Dr Valérie Alighieri : Les sauces mal conservées ou servies dans des récipients qui ne sont pas à usage unique présentent un risque de contamination.

Dans le cas d’une mayonnaise faite à la maison qui ne contient pas de conservateur, comme les mayonnaises du commerce, elle est préparée avec du jaune d’œuf cru. Bien que les œufs utilisés soient en principe pasteurisés (attention aux œufs « beldi » qui ne sont pas pasteurisés et dont on ne connaît pas la date de production), il est important de bien respecter la chaîne du froid (0 à 4°C), de la conserver dans un récipient hermétique et de la consommer dans les 24 heures maximum.

enSanté.ma : Quels sont les symptômes à surveiller après la consommation de produits mal conservés (poissons, crustacés, jus, produits laitiers…) et dans quels délais ces signes peuvent-ils apparaître, notamment en période estivale ?

Dr Valérie Alighieri : Les principaux signes d’intoxication alimentaire sont les nausées, les vomissements, les diarrhées, les douleurs abdominales à type de crampes, les maux de tête ainsi que la fatigue et parfois la fièvre. On surveille également la présence de glaires ou de sang dans les selles.

La rapidité d’apparition des symptômes dépend de la bactérie incriminée et de ses toxines, ou du parasite. Cela peut aller de quelques heures à plusieurs jours.

L’une des bactéries qui peut provoquer une infection sévère, voire mortelle (1 % des cas), est E. coli entérohémorragique (ECEH), qui survient lors de la consommation de produits animaux tels que viandes ou produits laitiers mal cuits ou consommés crus, ou de fruits et légumes frais crus ayant été en contact avec ces derniers. Celle-ci libère des toxines (Shiga-toxines) qui vont endommager les petits vaisseaux sanguins intestinaux et rénaux, induisant des diarrhées sanglantes et une atteinte rénale.

enSanté.ma : Quels conseils pratiques donneriez-vous aux consommateurs pour vérifier, avant d’acheter ou de consommer de la street-food en été, que les conditions de conservation sont respectées ?

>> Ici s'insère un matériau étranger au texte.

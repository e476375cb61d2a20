//! Follows the active day's general stream and hands each newly completed
//! line to a callback.
//!
//! Only the last complete line of the file is read per change signal, so
//! bursts that land between two signals are coalesced.

use std::io::SeekFrom;
use std::path::{Path, PathBuf};

use chrono::Local;
use tokio::io::{AsyncReadExt, AsyncSeekExt};
use tokio::sync::broadcast;

use crate::events::{general_log_path, LogEvent};
use crate::tail::{FileChangeWatcher, TailError};

/// Bytes read from the end of the file on each change.
const TAIL_CHUNK: u64 = 64 * 1024;

/// Delivers the newest complete entry of a growing event file to one callback.
pub struct TailMonitor {
    path: PathBuf,
    /// End offset of the last line handed to the callback.
    delivered_end: Option<u64>,
}

impl TailMonitor {
    pub fn new(path: impl Into<PathBuf>) -> Self {
        Self {
            path: path.into(),
            delivered_end: None,
        }
    }

    /// Monitor the general stream of the current local day.
    pub fn for_today(log_dir: &Path, service: &str) -> Self {
        Self::new(general_log_path(log_dir, service, Local::now().date_naive()))
    }

    pub fn path(&self) -> &Path {
        &self.path
    }

    /// Watch until `shutdown` fires, calling `on_event` for each new entry.
    ///
    /// Malformed or partial lines are skipped and watching continues.
    pub async fn run<F>(
        &mut self,
        watcher: &mut dyn FileChangeWatcher,
        mut on_event: F,
        mut shutdown: broadcast::Receiver<()>,
    ) -> Result<(), TailError>
    where
        F: FnMut(LogEvent),
    {
        let mut changes = watcher.start(&self.path)?;
        tracing::info!(path = ?self.path, "Tail monitor started");

        loop {
            let change = tokio::select! {
                _ = shutdown.recv() => None,
                change = changes.recv() => Some(change),
            };
            match change {
                None => {
                    tracing::info!(path = ?self.path, "Tail monitor stopped");
                    return Ok(());
                }
                Some(None) => return Err(TailError::WatcherClosed),
                Some(Some(())) => {}
            }
            // Coalesce bursts into one read.
            while changes.try_recv().is_ok() {}

            match self.latest_entry().await {
                Ok(Some(event)) => on_event(event),
                Ok(None) => {}
                Err(e) => tracing::debug!(error = %e, "Tail read failed"),
            }
        }
    }

    /// Parse the last newline-terminated line, unless it was already delivered.
    pub async fn latest_entry(&mut self) -> Result<Option<LogEvent>, TailError> {
        let Some((end, line)) = self.read_last_line().await? else {
            return Ok(None);
        };
        if self.delivered_end == Some(end) {
            return Ok(None);
        }
        self.delivered_end = Some(end);
        Ok(LogEvent::from_line(&line))
    }

    async fn read_last_line(&self) -> Result<Option<(u64, String)>, TailError> {
        let io_err = |source: std::io::Error| TailError::Io {
            path: self.path.clone(),
            source,
        };

        let mut file = match tokio::fs::File::open(&self.path).await {
            Ok(f) => f,
            Err(e) if e.kind() == std::io::ErrorKind::NotFound => return Ok(None),
            Err(e) => return Err(io_err(e)),
        };
        let len = file.metadata().await.map_err(io_err)?.len();
        let start = len.saturating_sub(TAIL_CHUNK);
        file.seek(SeekFrom::Start(start)).await.map_err(io_err)?;
        let mut chunk = Vec::with_capacity((len - start) as usize);
        file.read_to_end(&mut chunk).await.map_err(io_err)?;

        // A trailing partial write is not a complete line.
        let Some(last_nl) = chunk.iter().rposition(|&b| b == b'\n') else {
            return Ok(None);
        };
        let line_start = match chunk[..last_nl].iter().rposition(|&b| b == b'\n') {
            Some(i) => i + 1,
            // Line begins before the chunk; too long to be a single event.
            None if start > 0 => return Ok(None),
            None => 0,
        };

        let end = start + last_nl as u64;
        let line = String::from_utf8_lossy(&chunk[line_start..last_nl]).into_owned();
        Ok(Some((end, line)))
    }
}
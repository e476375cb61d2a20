use axum::{
    body::Body,
    extract::State,
    http::{header, Request, StatusCode},
    middleware::Next,
    response::Response,
};

use crate::http::server::AppState;

/// Bearer-key check against the current admin configuration.
pub async fn admin_auth_middleware(
    State(state): State<AppState>,
    request: Request<Body>,
    next: Next,
) -> Result<Response, StatusCode> {
    let admin = state.admin.load();

    let token = request
        .headers()
        .get(header::AUTHORIZATION)
        .and_then(|h| h.to_str().ok())
        .and_then(|v| v.strip_prefix("Bearer "));

    match token {
        Some(key) if key == admin.api_key => Ok(next.run(request).await),
        _ => Err(StatusCode::UNAUTHORIZED),
    }
}
//! File change sources for the tail monitor.

use std::path::{Path, PathBuf};
use std::time::{Duration, SystemTime};

use notify::{Config, Event, RecommendedWatcher, RecursiveMode, Watcher};
use tokio::sync::mpsc;
use tokio::task::JoinHandle;
use tokio::time::MissedTickBehavior;

use crate::config::{TailConfig, WatchMode};
use crate::tail::TailError;

/// Produces a unit signal each time the watched file may have changed.
///
/// Signals may be coalesced or spurious; the consumer re-reads the file.
pub trait FileChangeWatcher: Send {
    fn start(&mut self, path: &Path) -> Result<mpsc::UnboundedReceiver<()>, TailError>;
}

/// Build the watcher selected by configuration.
pub fn watcher_for(config: &TailConfig) -> Box<dyn FileChangeWatcher> {
    match config.mode {
        WatchMode::Notify => Box::new(NotifyFileWatcher::new()),
        WatchMode::Poll => Box::new(PollFileWatcher::new(Duration::from_millis(
            config.poll_interval_ms,
        ))),
    }
}

/// OS notifications on the parent directory, filtered to one file name.
///
/// Watching the directory lets the file be created after the watch starts.
#[derive(Default)]
pub struct NotifyFileWatcher {
    watcher: Option<RecommendedWatcher>,
}

impl NotifyFileWatcher {
    pub fn new() -> Self {
        Self::default()
    }
}

impl FileChangeWatcher for NotifyFileWatcher {
    fn start(&mut self, path: &Path) -> Result<mpsc::UnboundedReceiver<()>, TailError> {
        let dir = parent_dir(path)?;
        let file_name = path.file_name().map(|n| n.to_os_string());
        let (tx, rx) = mpsc::unbounded_channel();

        let mut watcher = RecommendedWatcher::new(
            move |res: notify::Result<Event>| match res {
                Ok(event) => {
                    if !(event.kind.is_modify() || event.kind.is_create()) {
                        return;
                    }
                    let ours = event
                        .paths
                        .iter()
                        .any(|p| p.file_name().map(|n| n.to_os_string()) == file_name);
                    if ours {
                        let _ = tx.send(());
                    }
                }
                Err(e) => tracing::warn!(error = ?e, "Tail watch error"),
            },
            Config::default(),
        )?;
        watcher.watch(&dir, RecursiveMode::NonRecursive)?;

        tracing::debug!(path = ?path, "Notify tail watcher started");
        self.watcher = Some(watcher);
        Ok(rx)
    }
}

/// Periodic length + mtime comparison. Works on file systems without
/// change notifications.
pub struct PollFileWatcher {
    interval: Duration,
    task: Option<JoinHandle<()>>,
}

impl PollFileWatcher {
    pub fn new(interval: Duration) -> Self {
        Self {
            interval,
            task: None,
        }
    }
}

impl FileChangeWatcher for PollFileWatcher {
    fn start(&mut self, path: &Path) -> Result<mpsc::UnboundedReceiver<()>, TailError> {
        parent_dir(path)?;
        let (tx, rx) = mpsc::unbounded_channel();
        let path = path.to_path_buf();
        let interval = self.interval;

        if let Some(previous) = self.task.take() {
            previous.abort();
        }
        // Baseline before returning so appends right after start() are seen.
        let mut last = fingerprint_now(&path);
        self.task = Some(tokio::spawn(async move {
            let mut ticker = tokio::time::interval(interval);
            ticker.set_missed_tick_behavior(MissedTickBehavior::Delay);
            loop {
                ticker.tick().await;
                let current = fingerprint(&path).await;
                if current != last {
                    last = current;
                    if tx.send(()).is_err() {
                        break;
                    }
                }
            }
        }));
        Ok(rx)
    }
}

impl Drop for PollFileWatcher {
    fn drop(&mut self) {
        if let Some(task) = self.task.take() {
            task.abort();
        }
    }
}

type Fingerprint = Option<(u64, Option<SystemTime>)>;

fn fingerprint_now(path: &Path) -> Fingerprint {
    let meta = std::fs::metadata(path).ok()?;
    Some((meta.len(), meta.modified().ok()))
}

async fn fingerprint(path: &Path) -> Fingerprint {
    let meta = tokio::fs::metadata(path).await.ok()?;
    Some((meta.len(), meta.modified().ok()))
}

fn parent_dir(path: &Path) -> Result<PathBuf, TailError> {
    let dir = match path.parent() {
        Some(p) if !p.as_os_str().is_empty() => p.to_path_buf(),
        _ => PathBuf::from("."),
    };
    if dir.is_dir() {
        Ok(dir)
    } else {
        Err(TailError::MissingDirectory(dir))
    }
}

#[cfg(test)]
mod tests {
    use super::*;

    #[tokio::test]
    async fn test_poll_watcher_signals_on_append() {
        let dir = tempfile::tempdir().unwrap();
        let path = dir.path().join("svc-2024-05-01.log");
        let mut watcher = PollFileWatcher::new(Duration::from_millis(10));
        let mut rx = watcher.start(&path).unwrap();

        std::fs::write(&path, "line\n").unwrap();

        let signal = tokio::time::timeout(Duration::from_secs(2), rx.recv()).await;
        assert_eq!(signal.unwrap(), Some(()));
    }

    #[tokio::test(flavor = "multi_thread", worker_threads = 2)]
    async fn test_append_right_after_start_is_signalled() {
        let dir = tempfile::tempdir().unwrap();
        let path = dir.path().join("svc-2024-05-01.log");
        std::fs::write(&path, "first\n").unwrap();

        for round in 0..20 {
            let mut watcher = PollFileWatcher::new(Duration::from_millis(10));
            let mut rx = watcher.start(&path).unwrap();
            std::fs::write(&path, "x".repeat(round + 10)).unwrap();

            let signal = tokio::time::timeout(Duration::from_secs(2), rx.recv()).await;
            assert_eq!(signal.unwrap(), Some(()), "round {round}");
        }
    }

    #[test]
    fn test_missing_directory_rejected() {
        let mut watcher = NotifyFileWatcher::new();
        let err = watcher
            .start(Path::new("/definitely/not/here/svc.log"))
            .unwrap_err();
        assert!(matches!(err, TailError::MissingDirectory(_)));
    }
}
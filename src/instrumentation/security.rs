//! Signature-based detection of hostile request content.

use regex::Regex;
use serde_json::json;

use crate::events::EventEmitter;
use crate::instrumentation::chain::RequestObserver;
use crate::instrumentation::context::RequestContext;
use crate::instrumentation::ObserverError;
use crate::observability::metrics;

/// Signatures in evaluation order.
const SIGNATURES: [(&str, &str); 5] = [
    (r"\.\./", "path_traversal"),
    (r"(?i)<script>", "script_injection"),
    (r"(?i)union\s+select", "sql_injection"),
    (r"(?i)alert\(", "script_alert"),
    (r"(?i)document\.cookie", "cookie_theft"),
];

#[derive(Debug, Clone)]
pub struct SecurityPattern {
    regex: Regex,
    pub category: &'static str,
}

impl SecurityPattern {
    pub fn source(&self) -> &str {
        self.regex.as_str()
    }
}

/// Part of the request a signature matched in.
#[derive(Debug, Clone, Copy, PartialEq, Eq)]
pub enum Surface {
    Url,
    Body,
    Query,
}

impl Surface {
    pub fn as_str(&self) -> &'static str {
        match self {
            Surface::Url => "url",
            Surface::Body => "body",
            Surface::Query => "query",
        }
    }
}

#[derive(Debug, Clone, Copy)]
pub struct ThreatMatch<'a> {
    pub pattern: &'a SecurityPattern,
    pub surface: Surface,
}

/// Tests url, serialized body and serialized query against each signature
/// in order and reports the first hit only.
pub struct SecurityScanner {
    patterns: Vec<SecurityPattern>,
}

impl SecurityScanner {
    pub fn new() -> Result<Self, regex::Error> {
        let patterns = SIGNATURES
            .iter()
            .map(|&(source, category)| {
                Ok(SecurityPattern {
                    regex: Regex::new(source)?,
                    category,
                })
            })
            .collect::<Result<Vec<_>, regex::Error>>()?;
        Ok(Self { patterns })
    }

    pub fn patterns(&self) -> &[SecurityPattern] {
        &self.patterns
    }

    pub fn scan(&self, url: &str, body: &str, query: &str) -> Option<ThreatMatch<'_>> {
        self.patterns.iter().find_map(|pattern| {
            let surface = if pattern.regex.is_match(url) {
                Surface::Url
            } else if pattern.regex.is_match(body) {
                Surface::Body
            } else if pattern.regex.is_match(query) {
                Surface::Query
            } else {
                return None;
            };
            Some(ThreatMatch { pattern, surface })
        })
    }
}

impl RequestObserver for SecurityScanner {
    fn name(&self) -> &'static str {
        "security_scanner"
    }

    fn observe(&self, ctx: &RequestContext, emitter: &EventEmitter) -> Result<(), ObserverError> {
        let body = ctx.body_text();
        let query = ctx.query_text();

        if let Some(threat) = self.scan(&ctx.url, &body, &query) {
            emitter.error(
                "Security Threat Detected",
                json!({
                    "type": "suspicious_pattern",
                    "category": threat.pattern.category,
                    "surface": threat.surface.as_str(),
                    "ip": ctx.ip,
                    "method": ctx.method,
                    "url": ctx.url,
                    "body": ctx.body,
                    "query": ctx.query,
                    "userAgent": ctx.user_agent(),
                    "pattern": threat.pattern.source(),
                    "security": "threat_detected",
                }),
            );
            metrics::record_security_threat(threat.pattern.category);
        }
        Ok(())
    }
}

Dr Valérie Alighieri : Difficile pour le consommateur de contrôler les conditions sanitaires d’un restaurant ou d’un snack ! Il vaut mieux préférer les lieux à fort débit, où les aliments sont vendus et consommés rapidement.

Éviter les aliments en vente sauvage : escargots, poissons achetés sur les charrettes, coquillages particulièrement à risque dans les mois chauds, fruits et légumes exposés au soleil et surtout les fruits sans peau (fraises) ou dont la peau protectrice est abîmée (pêches, nectarines, figues, tomates, etc., pastèques prédécoupées, jus non consommés à la minute…).

S’il n’y a pas de point de réfrigération pour les viandes et les produits laitiers, ne pas les consommer. Pour ces derniers, préférer les produits pasteurisés.

Il faut faire attention aux sauces laissées à l’air ambiant sur les tables (mayonnaises…), également aux olives et aux cacahuètes manipulées par des mains multiples et pas toujours propres.

Éviter les charcuteries ; préférer les viandes bien cuites et en morceaux plutôt que hachées (difficile de la faire cuire à point et de détruire les bactéries à l’intérieur). Faire également attention aux eaux en carafe ou dans des bouteilles déjà ouvertes.